=== Task brief ===
Among the entries below, extract exactly the lines that run from the one with "struct Recorder(Arc<Mutex<Vec<QuoteRequest>>>);" through the one with "let recorder = Recorder::default();", both ends included.

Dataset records
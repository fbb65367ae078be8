//! Retry policy with exponential backoff and jitter.

use std::time::Duration;

use rand::Rng;

/// Retry configuration.
#[derive(Debug, Clone, PartialEq)]
pub struct RetryPolicy {
    /// Total attempts, including the first.
    pub max_attempts: u32,
    /// Delay before the second attempt.
    pub initial_backoff: Duration,
    /// Upper bound on any delay.
    pub max_backoff: Duration,
    /// Growth factor between delays.
    pub multiplier: f64,
    /// Jitter as a fraction of the delay (0.1 = ±10%).
    pub jitter_factor: f64,
}

impl Default for RetryPolicy {
    fn default() -> Self {
        Self {
            max_attempts: 3,
            initial_backoff: Duration::from_millis(200),
            max_backoff: Duration::from_secs(2),
            multiplier: 2.0,
            jitter_factor: 0.1,
        }
    }
}

impl RetryPolicy {
    /// Policy that never retries.
    #[must_use]
    pub const fn no_retry() -> Self {
        Self {
            max_attempts: 1,
            initial_backoff: Duration::ZERO,
            max_backoff: Duration::ZERO,
            multiplier: 1.0,
            jitter_factor: 0.0,
        }
    }

    /// Start a backoff sequence for one call.
    #[must_use]
    pub const fn backoff(&self) -> Backoff<'_> {
        Backoff {
            policy: self,
            attempt: 0,
            current: self.initial_backoff,
        }
    }
}

/// Backoff state for a single call.
#[derive(Debug)]
pub struct Backoff<'a> {
    policy: &'a RetryPolicy,
    attempt: u32,
    current: Duration,
}

impl Backoff<'_> {
    /// Record a failed attempt and get the delay before the next one.
    ///
    /// Returns `None` once the attempt budget is spent.
    pub fn next_backoff(&mut self) -> Option<Duration> {
        self.attempt += 1;
        if self.attempt >= self.policy.max_attempts {
            return None;
        }

        let delay = self.current;
        self.current = Duration::from_secs_f64(
            (self.current.as_secs_f64() * self.policy.multiplier)
                .min(self.policy.max_backoff.as_secs_f64()),
        );

        Some(apply_jitter(delay, self.policy.jitter_factor))
    }

    /// Failed attempts recorded so far.
    #[must_use]
    pub const fn attempts(&self) -> u32 {
        self.attempt
    }
}

fn apply_jitter(delay: Duration, jitter_factor: f64) -> Duration {
    if jitter_factor <= 0.0 || delay.is_zero() {
        return delay;
    }

    let base = delay.as_secs_f64();
    let range = base * jitter_factor;
    let jitter: f64 = rand::rng().random_range(-range..=range);
    Duration::from_secs_f64((base + jitter).max(0.001))
}
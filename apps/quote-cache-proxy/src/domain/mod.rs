//! Domain Layer - Cacheable chart responses.
//!
//! Pure types with no I/O: canonical payload bytes, the content-derived
//! validator, and the freshness policy attached to every response.

/// Cache validators and cacheable chart responses.
pub mod cache;
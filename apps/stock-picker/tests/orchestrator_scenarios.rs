//! Orchestrator Scenario Tests
//!
//! End-to-end input sequences driven through the public API with a manual
//! clock.

#![allow(clippy::unwrap_used, clippy::expect_used)]

use std::sync::{Arc, Mutex};
use std::time::Duration;

use chrono::{TimeZone, Utc};
use quote_domain::{PeriodCode, QuoteRequest, Symbol};
use stock_picker::{
    Field, InputMode, ManualClock, OrchestratorSettings, QueryOrchestrator, QuoteSink,
};

#[derive(Clone, Default)]
struct Recorder(Arc<Mutex<Vec<QuoteRequest>>>);

impl QuoteSink for Recorder {
    fn emit(&mut self, request: QuoteRequest) {
        self.0.lock().unwrap().push(request);
    }
}

impl Recorder {
    fn requests(&self) -> Vec<QuoteRequest> {
        self.0.lock().unwrap().clone()
    }
}

fn setup(mode: InputMode) -> (QueryOrchestrator<ManualClock, Recorder>, ManualClock, Recorder) {
    let clock = ManualClock::starting_at(Utc.with_ymd_and_hms(2024, 3, 1, 9, 30, 0).unwrap());
    let recorder = Recorder::default();
    let settings = OrchestratorSettings {
        mode,
        ..OrchestratorSettings::default()
    };
    let orchestrator = QueryOrchestrator::new(settings, clock.clone(), recorder.clone());
    (orchestrator, clock, recorder)
}

fn request(symbol: &str, period: PeriodCode) -> QuoteRequest {
    QuoteRequest::new(Symbol::parse(symbol).unwrap(), period)
}

fn settle(orchestrator: &mut QueryOrchestrator<ManualClock, Recorder>, clock: &ManualClock) {
    while let Some(deadline) = orchestrator.next_deadline() {
        let now = stock_picker::Clock::now(clock);
        if deadline > now {
            clock.advance(deadline - now);
        }
        orchestrator.poll_timers();
    }
}

#[test]
fn test_two_week_range_requests_one_month() {
    let (mut orchestrator, clock, recorder) = setup(InputMode::DateRange);

    orchestrator.on_input(Field::Symbol, "AAPL");
    orchestrator.on_input(Field::PeriodFrom, "2023-01-01");
    orchestrator.on_input(Field::PeriodTo, "2023-01-15");
    assert!(recorder.requests().is_empty());

    settle(&mut orchestrator, &clock);

    assert_eq!(
        recorder.requests(),
        vec![request("AAPL", PeriodCode::OneMonth)]
    );
}

#[test]
fn test_inverted_range_collapses_to_one_month() {
    let (mut orchestrator, clock, recorder) = setup(InputMode::DateRange);

    orchestrator.on_input(Field::Symbol, "AAPL");
    settle(&mut orchestrator, &clock);
    orchestrator.on_input(Field::PeriodFrom, "2023-06-01");
    orchestrator.on_input(Field::PeriodTo, "2023-01-01");

    assert_eq!(
        recorder.requests(),
        vec![request("AAPL", PeriodCode::OneMonth)]
    );
    let selection = orchestrator.selection();
    assert_eq!(
        selection.period_to,
        Some(Utc.with_ymd_and_hms(2023, 6, 1, 0, 0, 0).unwrap())
    );
}

#[test]
fn test_future_start_collapses_to_one_month() {
    let (mut orchestrator, clock, recorder) = setup(InputMode::DateRange);

    orchestrator.on_input(Field::Symbol, "MSFT");
    settle(&mut orchestrator, &clock);
    orchestrator.on_input(Field::PeriodFrom, "2025-01-01");
    orchestrator.on_input(Field::PeriodTo, "2026-01-01");

    assert_eq!(
        recorder.requests(),
        vec![request("MSFT", PeriodCode::OneMonth)]
    );
}

#[test]
fn test_typing_then_widening_range() {
    let (mut orchestrator, clock, recorder) = setup(InputMode::DateRange);

    orchestrator.on_input(Field::PeriodFrom, "2020-01-01");
    orchestrator.on_input(Field::PeriodTo, "2020-02-01");

    for partial in ["G", "GO", "GOO", "GOOG"] {
        orchestrator.on_input(Field::Symbol, partial);
        clock.advance(Duration::from_millis(120));
        orchestrator.poll_timers();
    }
    settle(&mut orchestrator, &clock);

    orchestrator.on_input(Field::PeriodTo, "2021-06-01");
    orchestrator.on_input(Field::PeriodFrom, "2015-01-01");

    assert_eq!(
        recorder.requests(),
        vec![
            request("GOOG", PeriodCode::OneMonth),
            request("GOOG", PeriodCode::TwoYears),
            request("GOOG", PeriodCode::Max),
        ]
    );
}

#[test]
fn test_period_mode_passes_codes_through() {
    let (mut orchestrator, clock, recorder) = setup(InputMode::Period);

    orchestrator.on_input(Field::Symbol, "TSLA");
    orchestrator.on_input(Field::Period, "max");
    settle(&mut orchestrator, &clock);
    orchestrator.on_input(Field::Period, "max");
    orchestrator.on_input(Field::Period, "ytd");

    assert_eq!(
        recorder.requests(),
        vec![
            request("TSLA", PeriodCode::Max),
            request("TSLA", PeriodCode::YearToDate),
        ]
    );
}

#[test]
fn test_dispose_before_debounce_fires() {
    let (mut orchestrator, clock, recorder) = setup(InputMode::Period);

    orchestrator.on_input(Field::Period, "1m");
    orchestrator.on_input(Field::Symbol, "AAPL");
    orchestrator.dispose();

    clock.advance(Duration::from_secs(1));
    orchestrator.poll_timers();

    assert!(recorder.requests().is_empty());
}

#[test]
fn test_every_admitted_change_is_requested() {
    let (mut orchestrator, clock, recorder) = setup(InputMode::DateRange);

    orchestrator.on_input(Field::Symbol, "AAPL");
    orchestrator.on_input(Field::PeriodFrom, "2023-01-01");
    orchestrator.on_input(Field::PeriodTo, "2023-01-15");
    settle(&mut orchestrator, &clock);

    orchestrator.on_input(Field::PeriodTo, "2023-01-20");
    orchestrator.on_input(Field::Symbol, "");
    settle(&mut orchestrator, &clock);
    orchestrator.on_input(Field::Symbol, "AAPL");
    settle(&mut orchestrator, &clock);

    assert_eq!(
        recorder.requests(),
        vec![request("AAPL", PeriodCode::OneMonth); 3]
    );
}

=== Answer for the task ===
struct Recorder(Arc<Mutex<Vec<QuoteRequest>>>);

impl QuoteSink for Recorder {
    fn emit(&mut self, request: QuoteRequest) {
        self.0.lock().unwrap().push(request);
    }
}

impl Recorder {
    fn requests(&self) -> Vec<QuoteRequest> {
        self.0.lock().unwrap().clone()
    }
}

fn setup(mode: InputMode) -> (QueryOrchestrator<ManualClock, Recorder>, ManualClock, Recorder) {
    let clock = ManualClock::starting_at(Utc.with_ymd_and_hms(2024, 3, 1, 9, 30, 0).unwrap());
    let recorder = Recorder::default();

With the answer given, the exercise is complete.